I have mentioned several times that km 2.0 is a social way of doing work, it’s not a separate task, instead it’s blended in our work routine.
Firstly people are working this way on the open web, and they are also using social computing tools in the enterprise, these people are sometimes referred to as IT rogues.
The second difference is the fact that the new interest in KM (by early adopters), is being initiated by the workers…social productivity.
Whereas the first wave of KM was more a mandate by management, KM 2.0 is coming about by workers saying to management, “I’m really productive in a social way, it’s how I get things done, can we use these social computing tools”…and management would say, “Is this the new KM way to share tacit knowledge”, and the workers would say, “I’m not too sure what KM is, but I get things done by collaborating and connecting with my network.”
Anyway I want to once again point to the Transparent Office blog (this is becoming one of my favourites), Michael Idinopulos posts about the real essence of the new KM. It’s about thinking out loud, more open collaboration, your workings out are visible (less private). People get to share, engage and nuture, insights and works in early stages or in the thought stages…before all the cream is sorted, and formalised into a final product.
Perhaps KM 2.0 is like showing all the workings out of your maths solution…we get to see how you got there.
It’s this “how you got there” that we are trying to tease out, actually as you are sharing, others can help shape your path, and bring you to perhaps a better place…the social capital at work.
Also, others can read about the stages in your path, and utilise that know-how for a totally different work at hand, eg. an approach, experiences and insights a blogger shares about her workings towards a “engineering” deliverable, could very well be usable by an HR person.
A HR person is not going to read an “engineering” deliverable, but if they happened to come across a post (a fragment) about a research method the engineer discovered and applied in the “engineering” deliverable, the HR person may be able to use that info in their research task.
This is how Michael puts it:
“The real paradigm shift in Web 2.0, I believe, is the blurring the line between publication and collaboration. In the old days, people collaborated in private. They talked to their friends and colleagues, wrote letters. Later they sent emails. All the real thinking happened in those private conversations. Eventually, once the key insights had been extracted, refined, and clarified, they published: books, articles, speeches, blast memos, etc.”
“…the really exciting thing that’s happening in Web 2.0 and Enterprise 2.0 is that more and more of those private “pre-publication” interactions are happening in public (or at least semi-public). I think of this as the dawn of the “Work in Progress” culture. We no longer think that something has to be finished before we let strangers into the conversation.”
In related knowledge worker practices, a post from Jeremy Thomas at the Social Glass blog, alludes to managers needing all the web 2.0 content data into a usable distilled format, as managers are about the “status” of work, in contrast to knowledge workers being about the “way they do” this work.

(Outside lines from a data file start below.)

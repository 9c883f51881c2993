//! Implementation of `modelkit add` and `modelkit remove`.
//!
//! Both edit model.yaml as a YAML value tree, validate the result as a
//! manifest, and only then write it back. The lock file is left alone; the
//! next install picks the change up.

use std::path::Path;

use serde_yaml::{Mapping, Value};

use crate::core::dependency::DEFAULT_REF;
use crate::core::error::{Error, Result};
use crate::core::manifest::{ManifestCache, ProjectManifest, MANIFEST_NAME};
use crate::core::package_key::PackageKey;
use crate::util::diagnostic::suggestions;
use crate::util::fs;

/// Options for adding a dependency.
#[derive(Debug, Clone, Default)]
pub struct AddOptions {
    /// Package key (`owner/repo`), or the dependency name for a path dependency
    pub name: String,

    /// Git ref, tag or policy
    pub git_ref: Option<String>,

    /// Local path dependency
    pub path: Option<String>,

    /// Free-form description
    pub description: Option<String>,
}

/// Result of adding a dependency.
#[derive(Debug, Clone, PartialEq, Eq)]
pub struct AddResult {
    pub name: String,
    /// Whether an existing declaration was replaced
    pub replaced: bool,
}

/// Result of removing a dependency.
#[derive(Debug, Clone, PartialEq, Eq)]
pub struct RemoveResult {
    pub name: String,
    /// Whether an override for the package was dropped too
    pub removed_override: bool,
}

/// Add (or replace) a dependency in model.yaml.
pub fn add_dependency(manifest_path: &Path, opts: &AddOptions) -> Result<AddResult> {
    let mut doc = read_document(manifest_path)?;

    let (name, value) = match &opts.path {
        Some(path) => {
            if opts.git_ref.is_some() {
                return Err(Error::config(format!(
                    "path dependency `{}` cannot specify a ref",
                    opts.name
                )));
            }
            let mut table = Mapping::new();
            table.insert("path".into(), path.as_str().into());
            if let Some(description) = &opts.description {
                table.insert("description".into(), description.as_str().into());
            }
            (opts.name.clone(), Value::Mapping(table))
        }
        None => {
            let key: PackageKey = opts.name.parse()?;
            let git_ref = opts.git_ref.as_deref().unwrap_or(DEFAULT_REF);
            let value = match &opts.description {
                Some(description) => {
                    let mut table = Mapping::new();
                    table.insert("source".into(), key.to_string().into());
                    table.insert("ref".into(), git_ref.into());
                    table.insert("description".into(), description.as_str().into());
                    Value::Mapping(table)
                }
                None => Value::String(git_ref.to_string()),
            };
            (key.to_string(), value)
        }
    };

    let deps = section_mut(&mut doc, "dependencies", manifest_path)?;
    let replaced = deps.insert(name.as_str().into(), value).is_some();

    write_document(manifest_path, &doc)?;
    tracing::info!("{} `{}` in {}", if replaced { "updated" } else { "added" }, name, MANIFEST_NAME);
    Ok(AddResult { name, replaced })
}

/// Remove a dependency (and any override for it) from model.yaml.
pub fn remove_dependency(manifest_path: &Path, name: &str) -> Result<RemoveResult> {
    let mut doc = read_document(manifest_path)?;
    let key = name.parse::<PackageKey>().ok();

    let deps = section_mut(&mut doc, "dependencies", manifest_path)?;
    let existing = deps
        .keys()
        .filter_map(Value::as_str)
        .find(|k| *k == name || matches_key(k, key.as_ref()))
        .map(str::to_string);
    let Some(existing) = existing else {
        return Err(Error::not_found_with_help(
            "dependency",
            format!("`{}` in {}", name, MANIFEST_NAME),
            suggestions::PACKAGE_NOT_FOUND,
        ));
    };
    deps.remove(existing.as_str());
    if deps.is_empty() {
        remove_section(&mut doc, "dependencies");
    }

    let mut removed_override = false;
    if let Some(overrides) = doc.get_mut("overrides").and_then(Value::as_mapping_mut) {
        let dropped: Vec<Value> = overrides
            .keys()
            .filter(|k| k.as_str().is_some_and(|s| s == existing || matches_key(s, key.as_ref())))
            .cloned()
            .collect();
        for k in &dropped {
            overrides.remove(k);
        }
        removed_override = !dropped.is_empty();
        if overrides.is_empty() {
            remove_section(&mut doc, "overrides");
        }
    }

    write_document(manifest_path, &doc)?;
    tracing::info!("removed `{}` from {}", existing, MANIFEST_NAME);
    Ok(RemoveResult {
        name: existing,
        removed_override,
    })
}

fn matches_key(candidate: &str, key: Option<&PackageKey>) -> bool {
    key.is_some_and(|key| candidate.parse::<PackageKey>().ok().as_ref() == Some(key))
}

fn read_document(manifest_path: &Path) -> Result<Value> {
    let content = fs::read_to_string(manifest_path)?;
    let doc: Value = serde_yaml::from_str(&content)
        .map_err(|e| Error::parse(manifest_path.display().to_string(), e.to_string()))?;
    if !doc.is_mapping() {
        return Err(Error::parse(
            manifest_path.display().to_string(),
            "expected a mapping at the top level",
        ));
    }
    Ok(doc)
}

fn section_mut<'a>(doc: &'a mut Value, name: &str, manifest_path: &Path) -> Result<&'a mut Mapping> {
    let root = doc
        .as_mapping_mut()
        .ok_or_else(|| Error::parse(manifest_path.display().to_string(), "expected a mapping"))?;
    let section = root
        .entry(name.into())
        .or_insert_with(|| Value::Mapping(Mapping::new()));
    if section.is_null() {
        *section = Value::Mapping(Mapping::new());
    }
    section.as_mapping_mut().ok_or_else(|| {
        Error::config(format!("`{}` in {} must be a mapping", name, manifest_path.display()))
    })
}

fn remove_section(doc: &mut Value, name: &str) {
    if let Some(root) = doc.as_mapping_mut() {
        root.remove(name);
    }
}

/// Validate the edited document as a manifest, then write it atomically.
fn write_document(manifest_path: &Path, doc: &Value) -> Result<()> {
    let content = serde_yaml::to_string(doc)
        .map_err(|e| Error::parse(manifest_path.display().to_string(), e.to_string()))?;
    ProjectManifest::parse(&content, manifest_path)?;
    fs::write_atomic(manifest_path, content.as_bytes())?;
    ManifestCache::global().invalidate(manifest_path);
    Ok(())
}
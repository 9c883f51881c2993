//! `modelkit compliance` command

use anyhow::{bail, Result};

use crate::commands::{runtime, workspace};
use modelkit::ops::check_compliance;
use modelkit::GlobalContext;

pub fn execute(ctx: &GlobalContext) -> Result<()> {
    let ws = workspace(ctx)?;
    let fetcher = ctx.fetcher();

    let report = runtime()?.block_on(check_compliance(&ws, &fetcher))?;
    if report.is_compliant() {
        println!("compliant");
        return Ok(());
    }

    for violation in &report.violations {
        println!("violation: {}", violation);
    }
    bail!("{} compliance violations", report.violations.len());
}
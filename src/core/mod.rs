//! Core data structures for modelkit.
//!
//! This module contains the foundational types used throughout modelkit:
//! - Package keys and dependency declarations
//! - The model.yaml manifest
//! - Import address classification
//! - Workspace management and the error taxonomy

pub mod address;
pub mod dependency;
pub mod error;
pub mod manifest;
pub mod package_key;
pub mod workspace;

pub use address::{classify, ImportAddress, PathAliases};
pub use dependency::{Dependency, DependencySource, DependencySpec};
pub use error::{Error, Result};
pub use manifest::{find_manifest, load_manifest, ProjectManifest, MANIFEST_NAME};
pub use package_key::PackageKey;
pub use workspace::Workspace;
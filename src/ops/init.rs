//! Implementation of `modelkit init`.

use std::path::Path;

use crate::core::error::{Error, Result};
use crate::core::manifest::{generate_default_manifest, DEFAULT_ENTRY, MANIFEST_NAME};
use crate::util::fs;

/// Create model.yaml and an empty entry file in `path`.
///
/// An existing entry file is kept.
pub fn init_project(path: &Path, name: &str) -> Result<()> {
    let manifest_path = path.join(MANIFEST_NAME);
    if manifest_path.exists() {
        return Err(Error::config(format!(
            "`{}` already exists in `{}`",
            MANIFEST_NAME,
            path.display()
        )));
    }

    fs::ensure_dir(path)?;
    fs::write_atomic(&manifest_path, generate_default_manifest(name).as_bytes())?;

    let entry = path.join(DEFAULT_ENTRY);
    if !entry.exists() {
        fs::write_atomic(&entry, format!("// {}\n", name).as_bytes())?;
    }

    tracing::info!("created {}", manifest_path.display());
    Ok(())
}
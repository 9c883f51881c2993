//! `modelkit audit` and `modelkit compliance`.
//!
//! Audit inspects the lock file and the cache for things worth a second look.
//! Compliance checks the workspace against its own governance policy and
//! always treats package cycles as violations, whatever the install policy.

use std::fmt;

use crate::core::error::{format_cycle, Result};
use crate::core::package_key::PackageKey;
use crate::core::workspace::Workspace;
use crate::resolver::encode::RefType;
use crate::resolver::graph::PackageGraph;
use crate::resolver::policy::{is_prerelease, parse_version, Policy};
use crate::sources::cache::{is_commit_sha, CacheKey, ContentStore, Integrity};
use crate::sources::git::GitFetcher;
use crate::util::diagnostic::Severity;

/// Something audit found about a locked package.
#[derive(Debug, Clone, PartialEq, Eq)]
pub enum FindingKind {
    /// Locked from a branch, which moves
    FloatingBranch { branch: String },
    /// Locked to a pre-release tag
    Prerelease { tag: String },
    /// Not in the cache
    NotCached,
    /// Cache entry no longer matches its recorded digest
    Corrupted,
}

impl FindingKind {
    pub fn severity(&self) -> Severity {
        match self {
            FindingKind::Corrupted => Severity::Error,
            FindingKind::FloatingBranch { .. } | FindingKind::Prerelease { .. } => {
                Severity::Warning
            }
            FindingKind::NotCached => Severity::Note,
        }
    }
}

impl fmt::Display for FindingKind {
    fn fmt(&self, f: &mut fmt::Formatter<'_>) -> fmt::Result {
        match self {
            FindingKind::FloatingBranch { branch } => {
                write!(f, "tracks branch `{}`; `modelkit update` may move it", branch)
            }
            FindingKind::Prerelease { tag } => write!(f, "pinned to pre-release `{}`", tag),
            FindingKind::NotCached => write!(f, "not in the package cache"),
            FindingKind::Corrupted => write!(f, "cache entry is corrupted"),
        }
    }
}

#[derive(Debug, Clone, PartialEq, Eq)]
pub struct AuditFinding {
    pub key: PackageKey,
    pub kind: FindingKind,
}

#[derive(Debug, Clone, Default)]
pub struct AuditReport {
    pub packages: usize,
    pub findings: Vec<AuditFinding>,
}

impl AuditReport {
    pub fn has_errors(&self) -> bool {
        self.findings
            .iter()
            .any(|f| f.kind.severity() == Severity::Error)
    }
}

/// Audit every locked package against the cache.
pub fn audit(ws: &Workspace, store: &dyn ContentStore) -> Result<AuditReport> {
    let lock = ws.load_lock()?;
    let mut report = AuditReport {
        packages: lock.len(),
        findings: Vec::new(),
    };

    for (key, entry) in lock.iter() {
        let mut found = |kind| {
            report.findings.push(AuditFinding {
                key: key.clone(),
                kind,
            })
        };

        let concrete = entry.concrete_ref();
        match entry.ref_type {
            RefType::Branch => found(FindingKind::FloatingBranch {
                branch: concrete.to_string(),
            }),
            RefType::Tag if is_prerelease(concrete) => found(FindingKind::Prerelease {
                tag: concrete.to_string(),
            }),
            _ => {}
        }

        match store.verify(&CacheKey::new(key.clone(), &entry.commit)?)? {
            Integrity::Intact => {}
            Integrity::Missing => found(FindingKind::NotCached),
            Integrity::Corrupt => found(FindingKind::Corrupted),
        }
    }

    Ok(report)
}

/// A governance violation.
#[derive(Debug, Clone, PartialEq, Eq)]
pub enum Violation {
    /// Package not matched by `allowedSources`
    DisallowedSource { key: PackageKey },
    /// Floating, branch, commit or pre-release ref under `requireStableVersions`
    UnstableVersion { key: PackageKey, git_ref: String },
    /// Package-level cycle
    Cycle { cycle: Vec<PackageKey> },
}

impl fmt::Display for Violation {
    fn fmt(&self, f: &mut fmt::Formatter<'_>) -> fmt::Result {
        match self {
            Violation::DisallowedSource { key } => {
                write!(f, "{} is not in governance.allowedSources", key)
            }
            Violation::UnstableVersion { key, git_ref } => {
                write!(f, "{}@{} is not a stable release", key, git_ref)
            }
            Violation::Cycle { cycle } => {
                write!(f, "circular package dependency: {}", format_cycle(cycle))
            }
        }
    }
}

#[derive(Debug, Clone, Default)]
pub struct ComplianceReport {
    pub violations: Vec<Violation>,
}

impl ComplianceReport {
    pub fn is_compliant(&self) -> bool {
        self.violations.is_empty()
    }
}

/// Whether a declared ref names a stable release.
///
/// `stable` qualifies since it never resolves to a pre-release; `latest`,
/// branches and raw commits do not.
fn is_stable_ref(git_ref: &str, ref_type: Option<RefType>) -> bool {
    match Policy::of(git_ref) {
        Policy::Stable => true,
        Policy::Latest => false,
        Policy::Pinned => {
            !matches!(ref_type, Some(RefType::Branch | RefType::Commit))
                && !is_commit_sha(git_ref)
                && parse_version(git_ref).is_some()
                && !is_prerelease(git_ref)
        }
    }
}

/// Check the workspace against its governance policy.
pub async fn check_compliance(ws: &Workspace, fetcher: &GitFetcher) -> Result<ComplianceReport> {
    let manifest = ws.manifest();
    let governance = manifest.governance();
    let lock = ws.load_lock()?;
    let mut report = ComplianceReport::default();

    let mut keys: Vec<&PackageKey> = lock.iter().map(|(k, _)| k).collect();
    for dep in manifest.git_dependencies() {
        if let Some(key) = dep.package_key() {
            if lock.get(key).is_none() {
                keys.push(key);
            }
        }
    }

    for key in &keys {
        if !governance.allows(key) {
            report
                .violations
                .push(Violation::DisallowedSource { key: (*key).clone() });
        }
    }

    if governance.require_stable_versions {
        for (key, entry) in lock.iter() {
            if !is_stable_ref(&entry.git_ref, Some(entry.ref_type)) {
                report.violations.push(Violation::UnstableVersion {
                    key: key.clone(),
                    git_ref: entry.git_ref.clone(),
                });
            }
        }
        for dep in manifest.git_dependencies() {
            if let Some(key) = dep.package_key().filter(|k| lock.get(k).is_none()) {
                if !is_stable_ref(dep.git_ref(), None) {
                    report.violations.push(Violation::UnstableVersion {
                        key: key.clone(),
                        git_ref: dep.git_ref().to_string(),
                    });
                }
            }
        }
    }

    let graph = PackageGraph::from_lock(ws, &lock, fetcher).await?;
    for cycle in graph.detect_cycles() {
        report.violations.push(Violation::Cycle { cycle });
    }

    Ok(report)
}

The Infovark blog explains this nicely:
“A lot of this E20 stuff is about transparency — improving employee awareness within the organization. Better visibility helps managers too — perhaps more than the average employee — but they’ll need a different set of tools to search and filter social content than “doers” will. The knowledge worker needs to find content so that they can do their work. A manager of knowledge workers needs to find out about the status of that work so they can measure progress and productivity.”
Maybe blogging can help here, a manager can subscribe to a team’s status blog rather than continuely needing meetings. They don’t need to wait for a formal report, or write down notes at a meeting, as blog posts can keep them informed…these blog posts enable the knowledge worker to capture stuff as it’s happening. When there is a meeting, the managers are already informed of what’s happening, this can be refined, and then most of the meeting can be spent on actions.
Better still a datablogging tool would be ideal…here are some examples.
What I like about web 2.0 is things like tag clouds where management can see the diversity, and depth of topics people are talking about…they can get a general picture of what’s going on.